Sem reexaminar provas, STF mantém condenação de réus presos com 5g de drogas

Sem reexaminar provas, STF mantém condenação de réus presos com 5g de drogas

No julgamento de Habeas Corpus, o Supremo Tribunal Federal não pode reexaminar provas que fundamentaram sentença. Com esse entendimento, a 2ª Turma do STF, por quatro votos a um, ao manteve a condenação de um homem e uma mulher por tráfico de drogas.

Os dois foram detidos no Paraná, após uma batida policial motivada por denúncia anônima, segundo as autoridades. O homem foi preso com 1,3 grama de cocaína e 3,3 gramas de maconha. Já a mulher detinha pouco mais de R$ 1,8 mil quando foi levada pela polícia.

Os réus foram condenados em primeira instância, o que motivou recursos ao Tribunal de Justiça do Paraná e ao Superior Tribunal de Justiça. Ambos foram negados. No STF, a Defensoria Pública da União pediu a reconsideração da sentença alegando que o crime de tráfico não foi provado.

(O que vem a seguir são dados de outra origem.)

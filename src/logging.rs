//! Logging setup
//!
//! The binary installs one global fmt subscriber. A DLC manager may
//! additionally log to its own file: the subscriber is installed as the
//! thread default on the manager's worker thread, so everything the worker
//! does (initialization, queue advancement, verification) lands there.

use chrono::Local;
use std::fs;
use std::path::{Path, PathBuf};
use tracing::subscriber::DefaultGuard;
use tracing_appender::non_blocking::{self, WorkerGuard};
use tracing_appender::rolling;
use tracing_subscriber::fmt;
use tracing_subscriber::EnvFilter;

#[derive(Debug, thiserror::Error)]
pub enum LogError {
    #[error("log path has no file name: {0}")]
    NoFileName(PathBuf),
    #[error("io error: {0}")]
    Io(#[from] std::io::Error),
    #[error("bad log filter: {0}")]
    Filter(#[from] tracing_subscriber::filter::ParseError),
    #[error("subscriber init failed: {0}")]
    SubscriberInit(#[from] tracing_subscriber::util::TryInitError),
}

/// Install the process-wide console subscriber.
///
/// `RUST_LOG` is honoured; `verbose` raises this crate to debug.
pub fn init(verbose: bool) -> Result<(), LogError> {
    use tracing_subscriber::util::SubscriberInitExt;

    let directive = if verbose { "superpack=debug" } else { "superpack=info" };
    fmt()
        .with_env_filter(EnvFilter::from_default_env().add_directive(directive.parse()?))
        .with_writer(std::io::stderr)
        .finish()
        .try_init()?;
    Ok(())
}

/// Default per-manager log file: `<documents>/dlc_manager_log_<day>_<hour>_<minute>.log`.
pub fn default_log_file_path() -> PathBuf {
    let dir = dirs::document_dir()
        .or_else(dirs::home_dir)
        .unwrap_or_else(std::env::temp_dir);
    let stamp = Local::now().format("%d_%H_%M");
    dir.join(format!("dlc_manager_log_{}.log", stamp))
}

/// Keeps a thread-local file subscriber alive.
///
/// Dropping it restores the previous default and flushes the file.
pub struct ThreadFileLog {
    _default: DefaultGuard,
    _writer: WorkerGuard,
}

/// Route this thread's events to `path` (appending) until the guard drops.
pub fn thread_file_logger(path: &Path) -> Result<ThreadFileLog, LogError> {
    let file_name = path
        .file_name()
        .ok_or_else(|| LogError::NoFileName(path.to_path_buf()))?;
    let dir = match path.parent() {
        Some(parent) if !parent.as_os_str().is_empty() => parent.to_path_buf(),
        _ => PathBuf::from("."),
    };
    fs::create_dir_all(&dir)?;

    let appender = rolling::never(&dir, file_name);
    let (writer, guard) = non_blocking::NonBlockingBuilder::default()
        .lossy(false)
        .finish(appender);

    let subscriber = fmt()
        .with_env_filter(EnvFilter::new("superpack=debug"))
        .with_ansi(false)
        .with_thread_names(true)
        .with_writer(writer)
        .finish();

    Ok(ThreadFileLog {
        _default: tracing::subscriber::set_default(subscriber),
        _writer: guard,
    })
}

#[cfg(test)]
mod tests {
    use super::*;
    use tempfile::TempDir;

    #[test]
    fn test_thread_file_logger_writes() -> anyhow::Result<()> {
        let dir = TempDir::new()?;
        let path = dir.path().join("logs").join("dlc.log");
        {
            let _log = thread_file_logger(&path)?;
            tracing::info!(target: "superpack::dlc", "hello from the worker");
        }
        let text = fs::read_to_string(&path)?;
        assert!(text.contains("hello from the worker"));
        Ok(())
    }

    #[test]
    fn test_default_log_name() {
        let path = default_log_file_path();
        let name = path.file_name().unwrap().to_string_lossy().to_string();
        assert!(name.starts_with("dlc_manager_log_"));
        assert!(name.ends_with(".log"));
    }
}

Mas o argumento não convenceu André Mendonça, relator do caso na 2ª Turma da Corte. Segundo o ministro, “eventual superação das conclusões alcançadas nas instâncias ordinárias demandaria o revolvimento de fatos provas, o que é inviável na via estreita do Habeas Corpus”.

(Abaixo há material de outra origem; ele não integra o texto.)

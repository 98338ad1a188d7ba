//! In-process HTTP server for downloader and manager tests.
//!
//! Serves one blob with `Range` support at `/superpack.dvpk`, the same blob
//! with a delay at `/slow`, and an oversized `200` body at `/garbage`.
//! While offline every route answers `503`. The next N ranged reads of the
//! blob can be made to fail with `500` or to carry a flipped first byte.

use axum::extract::State;
use axum::http::{header, HeaderMap, StatusCode};
use axum::response::{IntoResponse, Response};
use axum::routing::get;
use axum::Router;
use std::sync::atomic::{AtomicBool, AtomicUsize, Ordering};
use std::sync::{Arc, RwLock};
use std::time::Duration;

struct ServerState {
    blob: RwLock<Vec<u8>>,
    offline: AtomicBool,
    requests: AtomicUsize,
    fail_next: AtomicUsize,
    corrupt_next: AtomicUsize,
}

pub struct TestServer {
    base: String,
    state: Arc<ServerState>,
    _runtime: tokio::runtime::Runtime,
}

impl TestServer {
    pub fn start(blob: Vec<u8>) -> Self {
        let state = Arc::new(ServerState {
            blob: RwLock::new(blob),
            offline: AtomicBool::new(false),
            requests: AtomicUsize::new(0),
            fail_next: AtomicUsize::new(0),
            corrupt_next: AtomicUsize::new(0),
        });

        let app = Router::new()
            .route("/superpack.dvpk", get(serve_blob).head(head_blob))
            .route("/slow", get(serve_slow))
            .route("/garbage", get(serve_garbage))
            .with_state(state.clone());

        let runtime = tokio::runtime::Builder::new_multi_thread()
            .worker_threads(2)
            .enable_all()
            .build()
            .expect("test server runtime");
        let listener = runtime
            .block_on(tokio::net::TcpListener::bind("127.0.0.1:0"))
            .expect("bind test server");
        let addr = listener.local_addr().expect("test server address");
        runtime.spawn(async move {
            let _ = axum::serve(listener, app).await;
        });

        Self {
            base: format!("http://{}", addr),
            state,
            _runtime: runtime,
        }
    }

    pub fn url(&self, path: &str) -> String {
        format!("{}{}", self.base, path)
    }

    pub fn set_offline(&self, offline: bool) {
        self.state.offline.store(offline, Ordering::SeqCst);
    }

    pub fn set_blob(&self, blob: Vec<u8>) {
        *self.state.blob.write().unwrap() = blob;
    }

    /// Answer the next `count` ranged reads with `500`.
    pub fn fail_next_ranges(&self, count: usize) {
        self.state.fail_next.store(count, Ordering::SeqCst);
    }

    /// Flip the first byte of the next `count` ranged reads.
    pub fn corrupt_next_ranges(&self, count: usize) {
        self.state.corrupt_next.store(count, Ordering::SeqCst);
    }

    pub fn request_count(&self) -> usize {
        self.state.requests.load(Ordering::SeqCst)
    }
}

fn unavailable(state: &ServerState) -> Option<Response> {
    state.requests.fetch_add(1, Ordering::SeqCst);
    state
        .offline
        .load(Ordering::SeqCst)
        .then(|| StatusCode::SERVICE_UNAVAILABLE.into_response())
}

async fn serve_blob(State(state): State<Arc<ServerState>>, headers: HeaderMap) -> Response {
    if let Some(response) = unavailable(&state) {
        return response;
    }
    let requested = requested_range(&headers);
    if requested.is_some() && take_one(&state.fail_next) {
        return StatusCode::INTERNAL_SERVER_ERROR.into_response();
    }

    let mut blob = state.blob.read().unwrap().clone();
    if let Some((start, _)) = requested {
        let start = start as usize;
        if start < blob.len() && take_one(&state.corrupt_next) {
            blob[start] ^= 0xFF;
        }
    }
    ranged_response(&blob, &headers)
}

fn take_one(counter: &AtomicUsize) -> bool {
    counter
        .fetch_update(Ordering::SeqCst, Ordering::SeqCst, |n| n.checked_sub(1))
        .is_ok()
}

fn requested_range(headers: &HeaderMap) -> Option<(u64, Option<u64>)> {
    headers
        .get(header::RANGE)
        .and_then(|v| v.to_str().ok())
        .and_then(parse_range)
}

async fn head_blob(State(state): State<Arc<ServerState>>) -> Response {
    if let Some(response) = unavailable(&state) {
        return response;
    }
    let len = state.blob.read().unwrap().len();
    (StatusCode::OK, [(header::CONTENT_LENGTH, len.to_string())]).into_response()
}

async fn serve_slow(State(state): State<Arc<ServerState>>, headers: HeaderMap) -> Response {
    tokio::time::sleep(Duration::from_millis(300)).await;
    serve_blob(State(state), headers).await
}

async fn serve_garbage(State(state): State<Arc<ServerState>>) -> Response {
    if let Some(response) = unavailable(&state) {
        return response;
    }
    (StatusCode::OK, vec![0xEE_u8; 100]).into_response()
}

fn ranged_response(data: &[u8], headers: &HeaderMap) -> Response {
    let len = data.len() as u64;
    let Some((start, end)) = requested_range(headers) else {
        return (StatusCode::OK, data.to_vec()).into_response();
    };

    let end = end.unwrap_or(u64::MAX).min(len.saturating_sub(1));
    if start >= len || end < start {
        return (
            StatusCode::RANGE_NOT_SATISFIABLE,
            [(header::CONTENT_RANGE, format!("bytes */{}", len))],
        )
            .into_response();
    }

    (
        StatusCode::PARTIAL_CONTENT,
        [(header::CONTENT_RANGE, format!("bytes {}-{}/{}", start, end, len))],
        data[start as usize..=end as usize].to_vec(),
    )
        .into_response()
}

fn parse_range(value: &str) -> Option<(u64, Option<u64>)> {
    let range = value.strip_prefix("bytes=")?;
    let (start, end) = range.split_once('-')?;
    let start = start.trim().parse().ok()?;
    let end = match end.trim() {
        "" => None,
        e => Some(e.parse().ok()?),
    };
    Some((start, end))
}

Mendonça foi acompanhado por Ricardo Lewandowski, que ainda integrava a 2ª Turma no momento da decisão, Nunes Marques e Luiz Edson Fachin.

Voto divergente
O único a divergir foi o ministro Gilmar Mendes. Para o decano do STF, não há provas concretas de que a dupla traficava, somente de que ambos estavam em uma casa onde há venda de drogas. Destacou também que outras pessoas presentes na residência usada para o comércio ilegal foram liberadas pelos policiais.

Gilmar Mendes disse ainda que o caso exemplifica a dificuldade das autoridades em provar o crime de tráfico nessas situações. Destacou que o uso de câmeras corporais pelas polícias ajudaria a resolver esse problema, assim como outros, como abuso de autoridade e violência policial.

“Não há nos autos qualquer relatório, documento, filmagem ou denúncia de outros autos comprovando tratar-se o local de ponto de venda de drogas. É inválido o uso do conhecimento privado dos agentes processuais para fins de prova penal. Logo, se a acusação foi displicente ou omissa, com a perda da chance probatória respectiva”, afirmou o decano.